Distributed Systems need to be able to deal with failures. An often overlooked failure is when nodes send conflicting information to various parts of the system.
Assume an army camped outside an enemy fortress, they must coordinate an attack. They can only communicate through messages and some of the generals may be trators trying to prevent the loyal generals from reaching agreement.
We must have an algorithm where:
- All loyal generals agree to the same plan. (Traitors may do anything they wish)
- The trators cannot cause the loyal generals to adopt a bad plan.
It is hard to say what a bad plan is, therefore we say that a bad plan is one which the majority clearly did not agree to. In a majority vote, the traitors can only affect the vote if the loyal generals were almost equally divided, meaning neither decision could be called bad.
The first condition is satisfied by ensuring all generals use the same method for combining recieved messages.
The easiest way to solve this would be for every general to send their opinion by messenger to each other general. This does not work because to satisfy condition A every general should obtain the same values. However, a traitor may send seperate values to generals.
For Condition 1 to be satisfied, every loyal general must obtain the same information. We cannot use the value obtained directly from a general since a traitors general may send different values to different generals. A loyal general may use the value i
for general i
which is different from the value that general i
actually sent. Additionally, if the a general is loyal, then the value they send must be used by every other loyal general.
So Condition 1 can be rewritten as the following, any two loyal generals use the same value for a specific general, whether or not that specific general is loyal.
We can restrict our consideration to the problem of how a single general sends his value to the others.
Therefore we can simplify the problem to be the following:
A general must send an order to his n - 1
lieutenants such that:
- IC1: All loyal lieutenants obey the same order
- IC2: If the general is loyal, then every loyal lieutenant obeys the order.
IC1 follows from IC2 if the commander is loyal, these conditions are interactive consistency conditions.

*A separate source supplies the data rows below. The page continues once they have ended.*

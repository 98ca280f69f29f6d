//! Backend credential-issuance interfaces.
//!
//! The intercom and mobile both talk to an HTTP backend for credential
//! registration and refresh. This module defines the traits and JSON
//! wire records; concrete HTTP clients live outside the protocol core.

use base64::engine::general_purpose::STANDARD as BASE64;
use base64::Engine;
use serde::{Deserialize, Serialize};

use crate::credential::CredentialRecord;
use crate::store::{CredentialDirectory, RevocationList};
use crate::types::{DoorLinkError, Result, P256_POINT_SIZE};

/// Backend connection configuration.
#[derive(Debug, Clone)]
pub struct BackendConfig {
    /// Base URL of the issuance service.
    pub base_url: String,
    /// Bearer token for authenticated endpoints.
    pub api_token: String,
}

impl BackendConfig {
    /// Creates a configuration.
    pub fn new(base_url: &str, api_token: &str) -> Self {
        Self {
            base_url: base_url.to_string(),
            api_token: api_token.to_string(),
        }
    }

    /// Local development backend.
    pub fn local() -> Self {
        Self::new("http://localhost:8080", "")
    }
}

/// JSON wire form of a credential record.
///
/// Binary fields travel hex- or base64-encoded; `to_record` validates
/// lengths on the way in.
#[derive(Debug, Clone, Serialize, Deserialize, PartialEq, Eq)]
pub struct CredentialRecordWire {
    pub credential_id: String,
    pub device_pub_key: String,
    pub door_id: String,
    pub not_before: u64,
    pub not_after: u64,
    pub grace_period: u32,
    pub permissions: u8,
    pub revocation_ref: String,
    pub signature: String,
}

fn hex_array<const N: usize>(field: &str, value: &str) -> Result<[u8; N]> {
    let bytes = hex::decode(value)
        .map_err(|e| DoorLinkError::InvalidCredential(format!("Bad hex in {}: {}", field, e)))?;
    bytes.try_into().map_err(|_| {
        DoorLinkError::InvalidCredential(format!("{} must be {} bytes", field, N))
    })
}

fn base64_array<const N: usize>(field: &str, value: &str) -> Result<[u8; N]> {
    let bytes = BASE64
        .decode(value)
        .map_err(|e| DoorLinkError::InvalidCredential(format!("Bad base64 in {}: {}", field, e)))?;
    bytes.try_into().map_err(|_| {
        DoorLinkError::InvalidCredential(format!("{} must be {} bytes", field, N))
    })
}

impl CredentialRecordWire {
    /// Encode a binary record for the wire.
    pub fn from_record(record: &CredentialRecord) -> Self {
        Self {
            credential_id: hex::encode(record.credential_id),
            device_pub_key: BASE64.encode(record.device_public_key),
            door_id: hex::encode(record.door_id),
            not_before: record.not_before,
            not_after: record.not_after,
            grace_period: record.grace_period,
            permissions: record.permissions,
            revocation_ref: hex::encode(record.revocation_ref),
            signature: BASE64.encode(record.signature),
        }
    }

    /// Decode into a binary record, validating field lengths.
    pub fn to_record(&self) -> Result<CredentialRecord> {
        Ok(CredentialRecord {
            credential_id: hex_array("credential_id", &self.credential_id)?,
            device_public_key: base64_array::<P256_POINT_SIZE>(
                "device_pub_key",
                &self.device_pub_key,
            )?,
            door_id: hex_array("door_id", &self.door_id)?,
            not_before: self.not_before,
            not_after: self.not_after,
            grace_period: self.grace_period,
            permissions: self.permissions,
            revocation_ref: hex_array("revocation_ref", &self.revocation_ref)?,
            signature: base64_array("signature", &self.signature)?,
        })
    }
}

/// Body of `POST /device/register`.
#[derive(Debug, Clone, Serialize, Deserialize)]
pub struct RegisterRequest {
    /// Base64 of the mobile's uncompressed P-256 public key.
    pub pubkey: String,
    /// Hex SHA-256 enrollment hash from the invite flow.
    pub hash: String,
}

/// Body of `POST /device/refresh`.
#[derive(Debug, Clone, Serialize, Deserialize)]
pub struct RefreshRequest {
    #[serde(rename = "accessToolId")]
    pub access_tool_id: String,
}

/// Client for the issuance endpoints.
#[async_trait::async_trait]
pub trait CredentialIssuer: Send + Sync {
    /// Register a device key and obtain its first credential.
    async fn register(&self, request: &RegisterRequest) -> Result<CredentialRecordWire>;

    /// Refresh an existing credential.
    async fn refresh(&self, request: &RefreshRequest) -> Result<CredentialRecordWire>;
}

/// Out-of-band cache-refresh notification pushed by the backend.
#[derive(Debug, Clone, Serialize, Deserialize)]
pub struct CacheRefresh {
    pub records: Vec<CredentialRecordWire>,
    /// Hex revocation references.
    pub revoked: Vec<String>,
}

impl CacheRefresh {
    /// Apply the refresh: both the credential directory and the
    /// revocation list are replaced wholesale, never patched.
    pub async fn apply(
        &self,
        directory: &dyn CredentialDirectory,
        revocations: &RevocationList,
    ) -> Result<()> {
        let records = self
            .records
            .iter()
            .map(CredentialRecordWire::to_record)
            .collect::<Result<Vec<_>>>()?;

        let revoked = self
            .revoked
            .iter()
            .map(|r| hex_array::<16>("revoked", r))
            .collect::<Result<std::collections::HashSet<_>>>()?;

        directory.reload(records).await?;
        revocations.replace(revoked);
        Ok(())
    }
}
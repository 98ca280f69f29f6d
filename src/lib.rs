//! DoorLink - BLE door-access protocol engine.
//!
//! Rust implementation of the DoorLink protocol: an intercom peripheral
//! and a mobile central performing mutual authentication and an
//! encrypted unlock exchange over a pair of GATT characteristics. Both
//! engines are typed-event state machines, transport-agnostic above ATT.

mod backend;
mod beacon;
mod central;
mod credential;
mod crypto;
mod engine;
mod frame;
mod keys;
mod ratelimit;
mod session;
mod signature;
mod store;
mod types;

pub mod gatt;

// The two symmetric-key protocol variants keep their own namespaces
// because their message vocabularies overlap with the primary flow.
pub mod diversified;
pub mod symmetric;

pub use backend::*;
pub use beacon::*;
pub use central::*;
pub use credential::*;
pub use crypto::*;
pub use engine::*;
pub use frame::*;
pub use keys::*;
pub use ratelimit::*;
pub use session::*;
pub use signature::*;
pub use store::*;
pub use types::*;
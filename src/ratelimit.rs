//! Authentication attempt rate limiting.
//!
//! A rolling-window bucket per peer identifier (mobile public key or
//! device ID) plus a global cap that bounds total crypto work across all
//! peers. Buckets outlive sessions so reconnecting does not reset them.

use std::collections::{HashMap, VecDeque};
use std::time::{Duration, Instant};

use crate::types::{DoorLinkError, Result};

/// Configuration for the rate limiter.
#[derive(Debug, Clone)]
pub struct RateLimitConfig {
    /// Maximum finished auth attempts per peer within the window.
    pub max_attempts_per_peer: usize,
    /// Rolling window length.
    pub window: Duration,
    /// Maximum finished auth attempts across all peers within the window.
    pub global_max_attempts: usize,
}

impl Default for RateLimitConfig {
    fn default() -> Self {
        Self {
            max_attempts_per_peer: 5,
            window: Duration::from_secs(60),
            global_max_attempts: 32,
        }
    }
}

/// Rolling-window attempt tracker.
pub struct RateLimiter {
    config: RateLimitConfig,
    per_peer: HashMap<Vec<u8>, VecDeque<Instant>>,
    global: VecDeque<Instant>,
}

impl RateLimiter {
    /// Creates a limiter with the given configuration.
    pub fn new(config: RateLimitConfig) -> Self {
        Self {
            config,
            per_peer: HashMap::new(),
            global: VecDeque::new(),
        }
    }

    /// Creates a limiter with default limits.
    pub fn with_defaults() -> Self {
        Self::new(RateLimitConfig::default())
    }

    fn prune(&mut self, now: Instant) {
        let window = self.config.window;
        let expired = |t: &Instant| now.duration_since(*t) >= window;

        while self.global.front().map_or(false, expired) {
            self.global.pop_front();
        }
        self.per_peer.retain(|_, attempts| {
            while attempts.front().map_or(false, expired) {
                attempts.pop_front();
            }
            !attempts.is_empty()
        });
    }

    /// Check whether a peer may start an auth attempt.
    ///
    /// Consulted before any expensive crypto; does not record anything.
    pub fn check(&mut self, peer: &[u8], now: Instant) -> Result<()> {
        self.prune(now);

        if self.global.len() >= self.config.global_max_attempts {
            log::warn!("Global auth attempt cap reached");
            return Err(DoorLinkError::RateLimited);
        }

        let used = self.per_peer.get(peer).map_or(0, VecDeque::len);
        if used >= self.config.max_attempts_per_peer {
            log::warn!("Peer auth attempt cap reached");
            return Err(DoorLinkError::RateLimited);
        }

        Ok(())
    }

    /// Record a finished auth attempt, regardless of its outcome.
    ///
    /// Cancelled in-flight attempts count too.
    pub fn record(&mut self, peer: &[u8], now: Instant) {
        self.prune(now);
        self.global.push_back(now);
        self.per_peer
            .entry(peer.to_vec())
            .or_default()
            .push_back(now);
    }

    /// Current attempt count for a peer within the window.
    pub fn attempts(&mut self, peer: &[u8], now: Instant) -> usize {
        self.prune(now);
        self.per_peer.get(peer).map_or(0, VecDeque::len)
    }
}

#[cfg(test)]
mod tests {
    use super::*;

    fn limiter(per_peer: usize, global: usize) -> RateLimiter {
        RateLimiter::new(RateLimitConfig {
            max_attempts_per_peer: per_peer,
            window: Duration::from_secs(60),
            global_max_attempts: global,
        })
    }

    #[test]
    fn test_per_peer_cap() {
        let now = Instant::now();
        let mut limiter = limiter(2, 100);
        let peer = b"peer-a";

        limiter.check(peer, now).unwrap();
        limiter.record(peer, now);
        limiter.check(peer, now).unwrap();
        limiter.record(peer, now);

        assert!(matches!(
            limiter.check(peer, now),
            Err(DoorLinkError::RateLimited)
        ));

        // A different peer is unaffected.
        limiter.check(b"peer-b", now).unwrap();
    }

    #[test]
    fn test_window_rolls_off() {
        let now = Instant::now();
        let mut limiter = limiter(1, 100);
        let peer = b"peer-a";

        limiter.record(peer, now);
        assert!(limiter.check(peer, now).is_err());

        let later = now + Duration::from_secs(61);
        limiter.check(peer, later).unwrap();
        assert_eq!(limiter.attempts(peer, later), 0);
    }

    #[test]
    fn test_global_cap_spans_peers() {
        let now = Instant::now();
        let mut limiter = limiter(10, 3);

        limiter.record(b"a", now);
        limiter.record(b"b", now);
        limiter.record(b"c", now);

        assert!(matches!(
            limiter.check(b"d", now),
            Err(DoorLinkError::RateLimited)
        ));
    }

    #[test]
    fn test_failed_attempts_count() {
        // The caller records every finished attempt; from the limiter's
        // point of view there is no distinction by outcome.
        let now = Instant::now();
        let mut limiter = limiter(3, 100);
        let peer = b"peer-a";

        for _ in 0..3 {
            limiter.record(peer, now);
        }
        assert_eq!(limiter.attempts(peer, now), 3);
        assert!(limiter.check(peer, now).is_err());
    }

    #[test]
    fn test_attempts_survive_across_checks() {
        let now = Instant::now();
        let mut limiter = RateLimiter::with_defaults();
        let peer = b"peer-a";

        limiter.record(peer, now);
        limiter.check(peer, now).unwrap();
        assert_eq!(limiter.attempts(peer, now), 1);
    }
}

The Byzantine Generals Problem may seem simple, however if the generals can only send oral messages then no solution will work unless more than two-thirds of the generals are loyal. Meaning that with 3 generals, no solution will work with a single traitor. An oral message is one whose contents are completely under the control of the sender, so a traitor can send any possible message.
So let's show that for oral messages no solution can work for 3 generals with one traitor. We allow for the two decisions attack
or retreat
.
Let's first consider this, our general is loyal and sent an attack
order. But one lieutenant is a traitor and reports to the other that he received a retreat
order. For IC2 to be satisfied, we the loyal lieutenant should obey the attack
order.
Now let's consider a scenario where the general is a traitor and sends an attack
order to one general and a retreat
to another. In both scenarios, the one lieutenant does not know who the traitor is and hence to that lieutenant both scenarios are identical.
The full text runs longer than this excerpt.